> _What the task requires_:
Nothing but an exact repetition of the entries should appear in the answer.

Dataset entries
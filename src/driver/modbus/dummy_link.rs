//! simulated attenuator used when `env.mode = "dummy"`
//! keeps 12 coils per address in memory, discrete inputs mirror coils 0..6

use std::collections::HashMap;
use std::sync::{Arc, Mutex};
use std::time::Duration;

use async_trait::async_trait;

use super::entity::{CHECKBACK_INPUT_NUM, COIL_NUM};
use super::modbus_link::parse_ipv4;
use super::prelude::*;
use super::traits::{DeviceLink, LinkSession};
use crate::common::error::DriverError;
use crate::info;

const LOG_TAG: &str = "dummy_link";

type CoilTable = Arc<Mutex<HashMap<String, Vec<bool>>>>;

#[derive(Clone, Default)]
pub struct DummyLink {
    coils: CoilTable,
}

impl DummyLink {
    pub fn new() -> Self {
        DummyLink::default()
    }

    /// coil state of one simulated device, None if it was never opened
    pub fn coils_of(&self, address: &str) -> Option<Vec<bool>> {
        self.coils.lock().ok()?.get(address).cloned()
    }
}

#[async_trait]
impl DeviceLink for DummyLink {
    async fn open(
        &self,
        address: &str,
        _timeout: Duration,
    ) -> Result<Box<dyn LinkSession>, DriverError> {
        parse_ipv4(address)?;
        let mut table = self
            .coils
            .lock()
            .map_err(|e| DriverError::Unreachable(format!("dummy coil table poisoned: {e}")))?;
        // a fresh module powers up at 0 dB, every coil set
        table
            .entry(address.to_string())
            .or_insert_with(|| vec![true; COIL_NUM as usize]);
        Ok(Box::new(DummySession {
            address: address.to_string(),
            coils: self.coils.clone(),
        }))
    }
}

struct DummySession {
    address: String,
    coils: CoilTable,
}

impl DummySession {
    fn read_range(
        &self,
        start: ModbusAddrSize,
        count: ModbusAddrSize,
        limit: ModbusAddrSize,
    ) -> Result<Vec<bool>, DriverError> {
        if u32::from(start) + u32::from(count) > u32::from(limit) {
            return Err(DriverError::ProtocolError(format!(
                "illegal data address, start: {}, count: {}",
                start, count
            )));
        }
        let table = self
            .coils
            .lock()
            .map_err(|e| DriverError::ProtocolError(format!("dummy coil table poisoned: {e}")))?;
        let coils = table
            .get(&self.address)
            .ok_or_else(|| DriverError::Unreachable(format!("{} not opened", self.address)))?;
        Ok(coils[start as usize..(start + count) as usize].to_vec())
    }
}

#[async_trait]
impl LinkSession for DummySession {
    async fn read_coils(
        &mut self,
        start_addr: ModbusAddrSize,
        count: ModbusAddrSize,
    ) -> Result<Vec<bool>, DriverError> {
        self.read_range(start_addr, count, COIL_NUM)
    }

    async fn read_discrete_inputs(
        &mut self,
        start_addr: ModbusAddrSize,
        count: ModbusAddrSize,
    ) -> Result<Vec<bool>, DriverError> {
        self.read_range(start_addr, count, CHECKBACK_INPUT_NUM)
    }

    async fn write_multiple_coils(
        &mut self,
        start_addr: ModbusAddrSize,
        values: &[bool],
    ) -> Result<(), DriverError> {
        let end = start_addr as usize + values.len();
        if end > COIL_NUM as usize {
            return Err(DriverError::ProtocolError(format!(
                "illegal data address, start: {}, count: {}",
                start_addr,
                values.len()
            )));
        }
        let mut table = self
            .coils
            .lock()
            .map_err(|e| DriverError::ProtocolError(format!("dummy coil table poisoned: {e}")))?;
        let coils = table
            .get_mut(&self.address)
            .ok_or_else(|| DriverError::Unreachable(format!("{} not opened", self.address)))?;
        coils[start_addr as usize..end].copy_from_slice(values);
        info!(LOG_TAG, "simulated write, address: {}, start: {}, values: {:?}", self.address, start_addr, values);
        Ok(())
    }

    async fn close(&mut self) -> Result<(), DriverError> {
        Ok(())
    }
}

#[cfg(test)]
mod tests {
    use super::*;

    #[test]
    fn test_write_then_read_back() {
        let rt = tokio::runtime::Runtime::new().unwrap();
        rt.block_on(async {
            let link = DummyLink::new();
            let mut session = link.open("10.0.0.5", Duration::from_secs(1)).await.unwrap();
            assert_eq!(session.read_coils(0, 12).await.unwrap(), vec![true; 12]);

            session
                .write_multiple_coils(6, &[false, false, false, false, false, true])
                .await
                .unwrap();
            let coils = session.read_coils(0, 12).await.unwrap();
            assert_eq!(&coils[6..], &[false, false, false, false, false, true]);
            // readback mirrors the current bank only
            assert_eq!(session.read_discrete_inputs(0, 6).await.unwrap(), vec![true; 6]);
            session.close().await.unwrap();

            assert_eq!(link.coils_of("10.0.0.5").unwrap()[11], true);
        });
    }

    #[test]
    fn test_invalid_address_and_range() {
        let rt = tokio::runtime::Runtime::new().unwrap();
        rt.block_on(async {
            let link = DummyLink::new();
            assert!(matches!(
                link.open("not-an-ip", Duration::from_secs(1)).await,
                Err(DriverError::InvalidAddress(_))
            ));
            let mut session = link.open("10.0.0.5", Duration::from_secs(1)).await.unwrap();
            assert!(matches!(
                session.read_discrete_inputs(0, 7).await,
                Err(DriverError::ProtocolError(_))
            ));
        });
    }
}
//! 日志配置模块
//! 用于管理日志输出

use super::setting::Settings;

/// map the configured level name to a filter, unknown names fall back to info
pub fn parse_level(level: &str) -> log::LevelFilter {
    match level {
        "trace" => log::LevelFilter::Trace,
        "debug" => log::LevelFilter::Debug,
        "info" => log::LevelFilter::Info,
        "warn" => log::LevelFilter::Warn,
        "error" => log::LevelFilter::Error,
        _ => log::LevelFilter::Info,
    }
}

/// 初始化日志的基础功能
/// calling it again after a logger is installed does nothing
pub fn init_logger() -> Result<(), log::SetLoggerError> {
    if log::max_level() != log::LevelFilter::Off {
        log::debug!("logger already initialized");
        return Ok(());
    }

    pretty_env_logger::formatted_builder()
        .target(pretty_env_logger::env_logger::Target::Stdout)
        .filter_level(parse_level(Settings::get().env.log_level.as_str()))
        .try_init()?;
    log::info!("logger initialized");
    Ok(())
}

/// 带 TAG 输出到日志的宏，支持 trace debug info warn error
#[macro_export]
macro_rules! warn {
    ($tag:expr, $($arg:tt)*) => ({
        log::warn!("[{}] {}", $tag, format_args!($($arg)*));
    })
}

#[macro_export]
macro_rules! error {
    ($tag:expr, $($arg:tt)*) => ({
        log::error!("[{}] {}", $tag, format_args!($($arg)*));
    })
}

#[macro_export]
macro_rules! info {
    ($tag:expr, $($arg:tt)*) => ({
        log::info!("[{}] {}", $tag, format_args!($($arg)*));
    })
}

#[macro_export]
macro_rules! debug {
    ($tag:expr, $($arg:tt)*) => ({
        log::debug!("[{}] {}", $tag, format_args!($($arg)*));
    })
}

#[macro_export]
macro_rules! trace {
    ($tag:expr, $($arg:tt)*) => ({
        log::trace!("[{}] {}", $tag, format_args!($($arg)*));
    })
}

> _Completed exercise_:
filename src/driver/modbus/dummy_link.rs
//! simulated attenuator used when `env.mode = "dummy"`
//! keeps 12 coils per address in memory, discrete inputs mirror coils 0..6

use std::collections::HashMap;
use std::sync::{Arc, Mutex};
use std::time::Duration;

use async_trait::async_trait;

use super::entity::{CHECKBACK_INPUT_NUM, COIL_NUM};
use super::modbus_link::parse_ipv4;
use super::prelude::*;
use super::traits::{DeviceLink, LinkSession};
use crate::common::error::DriverError;
use crate::info;

const LOG_TAG: &str = "dummy_link";

type CoilTable = Arc<Mutex<HashMap<String, Vec<bool>>>>;

#[derive(Clone, Default)]
pub struct DummyLink {
    coils: CoilTable,
}

impl DummyLink {
    pub fn new() -> Self {
        DummyLink::default()
    }

    /// coil state of one simulated device, None if it was never opened
    pub fn coils_of(&self, address: &str) -> Option<Vec<bool>> {
        self.coils.lock().ok()?.get(address).cloned()
    }
}

#[async_trait]
impl DeviceLink for DummyLink {
    async fn open(
        &self,
        address: &str,
        _timeout: Duration,
    ) -> Result<Box<dyn LinkSession>, DriverError> {
        parse_ipv4(address)?;
        let mut table = self
            .coils
            .lock()
            .map_err(|e| DriverError::Unreachable(format!("dummy coil table poisoned: {e}")))?;
        // a fresh module powers up at 0 dB, every coil set
        table
            .entry(address.to_string())
            .or_insert_with(|| vec![true; COIL_NUM as usize]);
        Ok(Box::new(DummySession {
            address: address.to_string(),
            coils: self.coils.clone(),
        }))
    }
}

struct DummySession {
    address: String,
    coils: CoilTable,
}

impl DummySession {
    fn read_range(
        &self,
        start: ModbusAddrSize,
        count: ModbusAddrSize,
        limit: ModbusAddrSize,
    ) -> Result<Vec<bool>, DriverError> {
        if u32::from(start) + u32::from(count) > u32::from(limit) {
            return Err(DriverError::ProtocolError(format!(
                "illegal data address, start: {}, count: {}",
                start, count
            )));
        }
        let table = self
            .coils
            .lock()
            .map_err(|e| DriverError::ProtocolError(format!("dummy coil table poisoned: {e}")))?;
        let coils = table
            .get(&self.address)
            .ok_or_else(|| DriverError::Unreachable(format!("{} not opened", self.address)))?;
        Ok(coils[start as usize..(start + count) as usize].to_vec())
    }
}

#[async_trait]
impl LinkSession for DummySession {
    async fn read_coils(
        &mut self,
        start_addr: ModbusAddrSize,
        count: ModbusAddrSize,
    ) -> Result<Vec<bool>, DriverError> {
        self.read_range(start_addr, count, COIL_NUM)
    }

    async fn read_discrete_inputs(
        &mut self,
        start_addr: ModbusAddrSize,
        count: ModbusAddrSize,
    ) -> Result<Vec<bool>, DriverError> {
        self.read_range(start_addr, count, CHECKBACK_INPUT_NUM)
    }

    async fn write_multiple_coils(
        &mut self,
        start_addr: ModbusAddrSize,
        values: &[bool],
    ) -> Result<(), DriverError> {
        let end = start_addr as usize + values.len();
        if end > COIL_NUM as usize {
            return Err(DriverError::ProtocolError(format!(
                "illegal data address, start: {}, count: {}",
                start_addr,
                values.len()
            )));
        }
        let mut table = self
            .coils
            .lock()
            .map_err(|e| DriverError::ProtocolError(format!("dummy coil table poisoned: {e}")))?;
        let coils = table
            .get_mut(&self.address)
            .ok_or_else(|| DriverError::Unreachable(format!("{} not opened", self.address)))?;
        coils[start_addr as usize..end].copy_from_slice(values);
        info!(LOG_TAG, "simulated write, address: {}, start: {}, values: {:?}", self.address, start_addr, values);
        Ok(())
    }

    async fn close(&mut self) -> Result<(), DriverError> {
        Ok(())
    }
}

#[cfg(test)]
mod tests {
    use super::*;

    #[test]
    fn test_write_then_read_back() {
        let rt = tokio::runtime::Runtime::new().unwrap();
        rt.block_on(async {
            let link = DummyLink::new();
            let mut session = link.open("10.0.0.5", Duration::from_secs(1)).await.unwrap();
            assert_eq!(session.read_coils(0, 12).await.unwrap(), vec![true; 12]);

            session
                .write_multiple_coils(6, &[false, false, false, false, false, true])
                .await
                .unwrap();
            let coils = session.read_coils(0, 12).await.unwrap();
            assert_eq!(&coils[6..], &[false, false, false, false, false, true]);
            // readback mirrors the current bank only
            assert_eq!(session.read_discrete_inputs(0, 6).await.unwrap(), vec![true; 6]);
            session.close().await.unwrap();

            assert_eq!(link.coils_of("10.0.0.5").unwrap()[11], true);
        });
    }

    #[test]
    fn test_invalid_address_and_range() {
        let rt = tokio::runtime::Runtime::new().unwrap();
        rt.block_on(async {
            let link = DummyLink::new();
            assert!(matches!(
                link.open("not-an-ip", Duration::from_secs(1)).await,
                Err(DriverError::InvalidAddress(_))
            ));
            let mut session = link.open("10.0.0.5", Duration::from_secs(1)).await.unwrap();
            assert!(matches!(
                session.read_discrete_inputs(0, 7).await,
                Err(DriverError::ProtocolError(_))
            ));
        });
    }
}
//! 日志配置模块
//! 用于管理日志输出

use super::setting::Settings;

/// map the configured level name to a filter, unknown names fall back to info
pub fn parse_level(level: &str) -> log::LevelFilter {
    match level {
        "trace" => log::LevelFilter::Trace,
        "debug" => log::LevelFilter::Debug,
        "info" => log::LevelFilter::Info,
        "warn" => log::LevelFilter::Warn,
        "error" => log::LevelFilter::Error,
        _ => log::LevelFilter::Info,
    }
}

/// 初始化日志的基础功能
/// calling it again after a logger is installed does nothing
pub fn init_logger() -> Result<(), log::SetLoggerError> {
    if log::max_level() != log::LevelFilter::Off {
        log::debug!("logger already initialized");
        return Ok(());
    }

    pretty_env_logger::formatted_builder()
        .target(pretty_env_logger::env_logger::Target::Stdout)
        .filter_level(parse_level(Settings::get().env.log_level.as_str()))
        .try_init()?;
    log::info!("logger initialized");
    Ok(())
}

/// 带 TAG 输出到日志的宏，支持 trace debug info warn error
#[macro_export]
macro_rules! warn {
    ($tag:expr, $($arg:tt)*) => ({
        log::warn!("[{}] {}", $tag, format_args!($($arg)*));
    })
}

#[macro_export]
macro_rules! error {
    ($tag:expr, $($arg:tt)*) => ({
        log::error!("[{}] {}", $tag, format_args!($($arg)*));
    })
}

#[macro_export]
macro_rules! info {
    ($tag:expr, $($arg:tt)*) => ({
        log::info!("[{}] {}", $tag, format_args!($($arg)*));
    })
}

#[macro_export]
macro_rules! debug {
    ($tag:expr, $($arg:tt)*) => ({
        log::debug!("[{}] {}", $tag, format_args!($($arg)*));
    })
}

#[macro_export]
macro_rules! trace {
    ($tag:expr, $($arg:tt)*) => ({
        log::trace!("[{}] {}", $tag, format_args!($($arg)*));
    })
}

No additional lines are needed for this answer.